**PROBLEM DESCRIPTION**. Locate every line in the records below that holds the word "submissions" and return each one.

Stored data
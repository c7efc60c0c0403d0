mod common;

use std::sync::Arc;

use axum::body::{Body, to_bytes};
use axum::http::{Request, StatusCode, header};
use axum::Router;
use common::{FakeRemote, course, setup_test_db};
use eduflow::api;
use eduflow::kv::{KeyValueStore, MemoryKvStore};
use eduflow::seed::SeedData;
use eduflow::spillover::DEFAULT_GC_GRACE;
use eduflow::state::AppState;
use serde_json::{Value, json};
use tower::ServiceExt;

async fn app_with(
    remote: Arc<FakeRemote>,
    kv: Arc<dyn KeyValueStore>,
    threshold: usize,
) -> (Router, AppState) {
    let state = AppState::new(
        setup_test_db().await,
        kv,
        remote,
        SeedData::default(),
        threshold,
        DEFAULT_GC_GRACE,
    );
    (api::router(state.clone()), state)
}

async fn app() -> (Router, AppState) {
    app_with(
        Arc::new(FakeRemote::with_courses(vec![course("c1")])),
        Arc::new(MemoryKvStore::new(usize::MAX)),
        1_000_000,
    )
    .await
}

async fn read_json(response: axum::response::Response) -> Value {
    let bytes = to_bytes(response.into_body(), usize::MAX).await.unwrap();
    serde_json::from_slice(&bytes).unwrap()
}

fn json_request(method: &str, uri: &str, body: Value) -> Request<Body> {
    Request::builder()
        .method(method)
        .uri(uri)
        .header(header::CONTENT_TYPE, "application/json")
        .body(Body::from(body.to_string()))
        .unwrap()
}

#[tokio::test]
async fn test_health() {
    let (app, _state) = app().await;
    let response = app
        .oneshot(Request::get("/health").body(Body::empty()).unwrap())
        .await
        .unwrap();
    assert_eq!(response.status(), StatusCode::OK);
}

#[tokio::test]
async fn test_courses_serve_seed_until_first_snapshot() {
    let (app, state) = app().await;

    let response = app
        .clone()
        .oneshot(Request::get("/courses").body(Body::empty()).unwrap())
        .await
        .unwrap();
    let body = read_json(response).await;
    assert_eq!(body[0]["id"], "demo-1");

    state.mirror.refresh().await;
    let response = app
        .oneshot(Request::get("/courses/c1").body(Body::empty()).unwrap())
        .await
        .unwrap();
    assert_eq!(response.status(), StatusCode::OK);
    assert_eq!(read_json(response).await["title"], "Kelas c1");
}

#[tokio::test]
async fn test_unknown_course_is_404() {
    let (app, _state) = app().await;
    let response = app
        .oneshot(Request::get("/courses/nope").body(Body::empty()).unwrap())
        .await
        .unwrap();
    assert_eq!(response.status(), StatusCode::NOT_FOUND);
}

#[tokio::test]
async fn test_duplicate_submission_is_409() {
    let (app, state) = app().await;
    state.mirror.refresh().await;
    let submission = json!({
        "student_id": "s1",
        "student_name": "Ani",
        "assignment_id": "c1-assign",
        "file_ref": "https://cdn.example.com/tugas.pdf",
        "file_name": "tugas.pdf"
    });

    let first = app
        .clone()
        .oneshot(json_request("POST", "/courses/c1/submissions", submission.clone()))
        .await
        .unwrap();
    assert_eq!(first.status(), StatusCode::OK);

    let second = app
        .oneshot(json_request("POST", "/courses/c1/submissions", submission))
        .await
        .unwrap();
    assert_eq!(second.status(), StatusCode::CONFLICT);
}

#[tokio::test]
async fn test_upload_spills_and_resolves() {
    let (app, _state) = app_with(
        Arc::new(FakeRemote::default()),
        Arc::new(MemoryKvStore::new(usize::MAX)),
        16,
    )
    .await;

    let upload = Request::post("/files")
        .header(header::CONTENT_TYPE, "text/plain")
        .body(Body::from("a fairly long piece of text"))
        .unwrap();
    let response = app.clone().oneshot(upload).await.unwrap();
    assert_eq!(response.status(), StatusCode::CREATED);

    let body = read_json(response).await;
    assert_eq!(body["spilled"], true);
    let reference = body["reference"].as_str().unwrap().to_string();
    assert!(reference.starts_with("LOCAL:file_"));

    let response = app
        .oneshot(
            Request::get(format!("/files/resolve?reference={}", reference))
                .body(Body::empty())
                .unwrap(),
        )
        .await
        .unwrap();
    let content = read_json(response).await["content"].as_str().unwrap().to_string();
    assert!(content.starts_with("data:text/plain;base64,"));
}

#[tokio::test]
async fn test_upload_over_quota_is_507() {
    let (app, _state) = app_with(
        Arc::new(FakeRemote::default()),
        Arc::new(MemoryKvStore::new(8)),
        4,
    )
    .await;

    let upload = Request::post("/files")
        .header(header::CONTENT_TYPE, "text/plain")
        .body(Body::from("too big for the quota"))
        .unwrap();
    let response = app.oneshot(upload).await.unwrap();
    assert_eq!(response.status(), StatusCode::INSUFFICIENT_STORAGE);
}

#[tokio::test]
async fn test_session_sign_in_and_out() {
    let (app, _state) = app().await;

    let response = app
        .clone()
        .oneshot(json_request(
            "POST",
            "/session",
            json!({ "user": { "uid": "u1", "email": "ani@sekolah.id" } }),
        ))
        .await
        .unwrap();
    let body = read_json(response).await;
    assert_eq!(body["state"], "authenticated");
    assert_eq!(body["profile"]["name"], "ani");
    assert_eq!(body["profile"]["role"], "student");

    let response = app
        .oneshot(json_request("POST", "/session", json!({ "user": null })))
        .await
        .unwrap();
    assert_eq!(read_json(response).await["state"], "unauthenticated");
}

#[tokio::test]
async fn test_deck_for_unknown_course_is_rejected() {
    let (app, _state) = app().await;
    let response = app
        .oneshot(json_request(
            "POST",
            "/flashcards",
            json!({
                "title": "Kosakata",
                "subject": "Bahasa Inggris",
                "course_id": "missing",
                "cards": [{ "question": "cat", "answer": "kucing" }]
            }),
        ))
        .await
        .unwrap();
    assert_eq!(response.status(), StatusCode::BAD_REQUEST);
}
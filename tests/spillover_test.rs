mod common;

use std::sync::Arc;
use std::time::Duration;

use common::setup_test_db;
use eduflow::error::AppError;
use eduflow::kv::{KeyValueStore, Namespace, SqliteKvStore};
use eduflow::spillover::{DEFAULT_THRESHOLD, LOCAL_PREFIX, PLACEHOLDER, SpilloverCodec, StorageReference};

async fn codec_with_quota(quota: usize) -> (SpilloverCodec, Arc<SqliteKvStore>) {
    let kv = Arc::new(SqliteKvStore::new(setup_test_db().await, quota));
    (SpilloverCodec::new(kv.clone(), DEFAULT_THRESHOLD), kv)
}

#[tokio::test]
async fn test_large_payload_spills_and_resolves_until_cleared() {
    let (codec, kv) = codec_with_quota(50_000_000).await;
    let payload = "x".repeat(2_000_000);

    let reference = codec.route(payload.clone()).await.unwrap().to_string();
    assert!(reference.starts_with(LOCAL_PREFIX));

    let resolved = codec.resolve(&reference).await;
    assert_eq!(resolved.len(), 2_000_000);
    assert!(resolved == payload);

    kv.clear(Namespace::File).await.unwrap();
    assert_eq!(codec.resolve(&reference).await, PLACEHOLDER);
}

#[tokio::test]
async fn test_payload_at_threshold_stays_inline() {
    let (codec, kv) = codec_with_quota(50_000_000).await;
    let payload = "y".repeat(DEFAULT_THRESHOLD);

    let reference = codec.route(payload.clone()).await.unwrap();

    assert!(matches!(reference, StorageReference::Inline(_)));
    assert!(reference.to_string() == payload);
    assert!(kv.keys(Namespace::File).await.unwrap().is_empty());
}

#[tokio::test]
async fn test_uploaded_bytes_over_threshold_spill() {
    let (codec, _kv) = codec_with_quota(50_000_000).await;
    // 800 KB of bytes encode to ~1.07M base64 chars.
    let bytes = vec![7u8; 800_000];

    let reference = codec.store_file(&bytes, "application/pdf").await.unwrap();
    let key = reference.local_key().expect("spilled").to_string();
    assert!(key.starts_with("file_"));

    let resolved = codec.resolve(&reference.to_string()).await;
    assert!(resolved.starts_with("data:application/pdf;base64,"));
}

#[tokio::test]
async fn test_quota_exceeded_aborts_with_error() {
    let (codec, kv) = codec_with_quota(1_500_000).await;

    codec.route("a".repeat(1_200_000)).await.unwrap();
    let err = codec.route("b".repeat(1_200_000)).await.unwrap_err();

    assert!(matches!(err, AppError::StorageQuota));
    assert_eq!(kv.keys(Namespace::File).await.unwrap().len(), 1);
}

#[tokio::test]
async fn test_gc_removes_orphaned_blobs() {
    let (codec, kv) = codec_with_quota(50_000_000).await;
    let codec = codec.with_gc_grace(Duration::ZERO);
    let kept = codec.route("k".repeat(1_000_001)).await.unwrap().to_string();
    codec.route("o".repeat(1_000_001)).await.unwrap();

    let removed = codec.collect_garbage([kept.as_str()]).await.unwrap();

    assert_eq!(removed, 1);
    assert_eq!(kv.keys(Namespace::File).await.unwrap().len(), 1);
    assert_eq!(codec.resolve(&kept).await.len(), 1_000_001);
}

#[tokio::test]
async fn test_gc_keeps_recent_upload_not_yet_attached() {
    let (codec, kv) = codec_with_quota(50_000_000).await;
    let reference = codec
        .store_file(&vec![1u8; 800_000], "application/pdf")
        .await
        .unwrap()
        .to_string();

    let removed = codec.collect_garbage([]).await.unwrap();

    assert_eq!(removed, 0);
    assert_eq!(kv.keys(Namespace::File).await.unwrap().len(), 1);
    assert!(codec.resolve(&reference).await.starts_with("data:application/pdf"));
}
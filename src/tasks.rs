use std::collections::HashMap;
use std::sync::Arc;

use chrono::Utc;
use tokio::sync::{Mutex, RwLock};
use tracing::{debug, info, warn};
use uuid::Uuid;

use crate::error::AppError;
use crate::mirror::{PendingKind, PendingLedger, PendingOperation};
use crate::models::{NewTaskRequest, TaskDocument, TaskStatus};
use crate::remote::RemoteStore;

/// Per-user task board over the remote task collection, with the same
/// optimistic-write-and-rollback behaviour as the course mirror.
pub struct TaskBoard {
    remote: Arc<dyn RemoteStore>,
    tasks: RwLock<HashMap<String, Vec<TaskDocument>>>,
    pending: Mutex<PendingLedger>,
}

impl TaskBoard {
    pub fn new(remote: Arc<dyn RemoteStore>) -> Self {
        Self {
            remote,
            tasks: RwLock::new(HashMap::new()),
            pending: Mutex::new(PendingLedger::default()),
        }
    }

    /// Refreshes from the remote store; falls back to the cached board when
    /// the remote is unreachable.
    pub async fn list(&self, owner_id: &str) -> Vec<TaskDocument> {
        match self.remote.fetch_tasks(owner_id).await {
            Ok(mut fetched) => {
                fetched.retain(|t| t.owner_id == owner_id);
                fetched.sort_by_key(|t| t.created_at);
                self.tasks
                    .write()
                    .await
                    .insert(owner_id.to_string(), fetched.clone());
                fetched
            }
            Err(e) => {
                warn!("failed to fetch tasks for {}: {}", owner_id, e);
                self.cached(owner_id).await
            }
        }
    }

    pub async fn cached(&self, owner_id: &str) -> Vec<TaskDocument> {
        self.tasks
            .read()
            .await
            .get(owner_id)
            .cloned()
            .unwrap_or_default()
    }

    pub async fn pending(&self) -> Vec<PendingOperation> {
        self.pending.lock().await.list()
    }

    /// Loads the owner's board from the remote store when `id` is not cached,
    /// e.g. after a restart.
    async fn ensure_cached(&self, owner_id: &str, id: &str) {
        let cached = self
            .tasks
            .read()
            .await
            .get(owner_id)
            .is_some_and(|board| board.iter().any(|t| t.id == id));
        if !cached {
            debug!("task {} not cached, loading board for {}", id, owner_id);
            self.list(owner_id).await;
        }
    }

    pub async fn create(&self, req: NewTaskRequest) -> Result<TaskDocument, AppError> {
        let text = req.text.trim().to_string();
        if text.is_empty() {
            return Err(AppError::BadRequest("task text is required".to_string()));
        }

        let now = Utc::now();
        let task = TaskDocument {
            id: Uuid::new_v4().to_string(),
            owner_id: req.owner_id,
            text,
            status: TaskStatus::Todo,
            created_at: now,
            updated_at: now,
        };

        self.tasks
            .write()
            .await
            .entry(task.owner_id.clone())
            .or_default()
            .push(task.clone());
        let op = self.pending.lock().await.begin(&task.id, PendingKind::CreateTask);

        let result = self.remote.insert_task(&task).await;
        self.pending.lock().await.settle(op);

        if let Err(e) = result {
            if let Some(board) = self.tasks.write().await.get_mut(&task.owner_id) {
                board.retain(|t| t.id != task.id);
            }
            warn!("create task {} rejected, rolled back: {}", task.id, e);
            return Err(e);
        }

        info!("created task {} for {}", task.id, task.owner_id);
        Ok(task)
    }

    pub async fn move_to(
        &self,
        owner_id: &str,
        id: &str,
        status: TaskStatus,
    ) -> Result<TaskDocument, AppError> {
        self.ensure_cached(owner_id, id).await;
        let (updated, previous) = {
            let mut tasks = self.tasks.write().await;
            let task = tasks
                .get_mut(owner_id)
                .and_then(|board| board.iter_mut().find(|t| t.id == id))
                .ok_or(AppError::NotFound)?;
            let previous = (task.status, task.updated_at);
            task.status = status;
            task.updated_at = Utc::now();
            (task.clone(), previous)
        };
        let op = self.pending.lock().await.begin(id, PendingKind::MoveTask);

        let result = self.remote.update_task_status(&updated).await;
        self.pending.lock().await.settle(op);

        if let Err(e) = result {
            let mut tasks = self.tasks.write().await;
            if let Some(task) = tasks
                .get_mut(owner_id)
                .and_then(|board| board.iter_mut().find(|t| t.id == id))
            {
                task.status = previous.0;
                task.updated_at = previous.1;
            }
            warn!("move task {} rejected, rolled back: {}", id, e);
            return Err(e);
        }

        Ok(updated)
    }

    pub async fn delete(&self, owner_id: &str, id: &str) -> Result<(), AppError> {
        self.ensure_cached(owner_id, id).await;
        let (index, removed) = {
            let mut tasks = self.tasks.write().await;
            let board = tasks.get_mut(owner_id).ok_or(AppError::NotFound)?;
            let index = board
                .iter()
                .position(|t| t.id == id)
                .ok_or(AppError::NotFound)?;
            (index, board.remove(index))
        };
        let op = self.pending.lock().await.begin(id, PendingKind::DeleteTask);

        let result = self.remote.delete_task(id).await;
        self.pending.lock().await.settle(op);

        if let Err(e) = result {
            let mut tasks = self.tasks.write().await;
            let board = tasks.entry(owner_id.to_string()).or_default();
            let index = index.min(board.len());
            board.insert(index, removed);
            warn!("delete task {} rejected, restored: {}", id, e);
            return Err(e);
        }

        Ok(())
    }
}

**ANSWER AREA**.
        .oneshot(json_request("POST", "/courses/c1/submissions", submission.clone()))
        .oneshot(json_request("POST", "/courses/c1/submissions", submission))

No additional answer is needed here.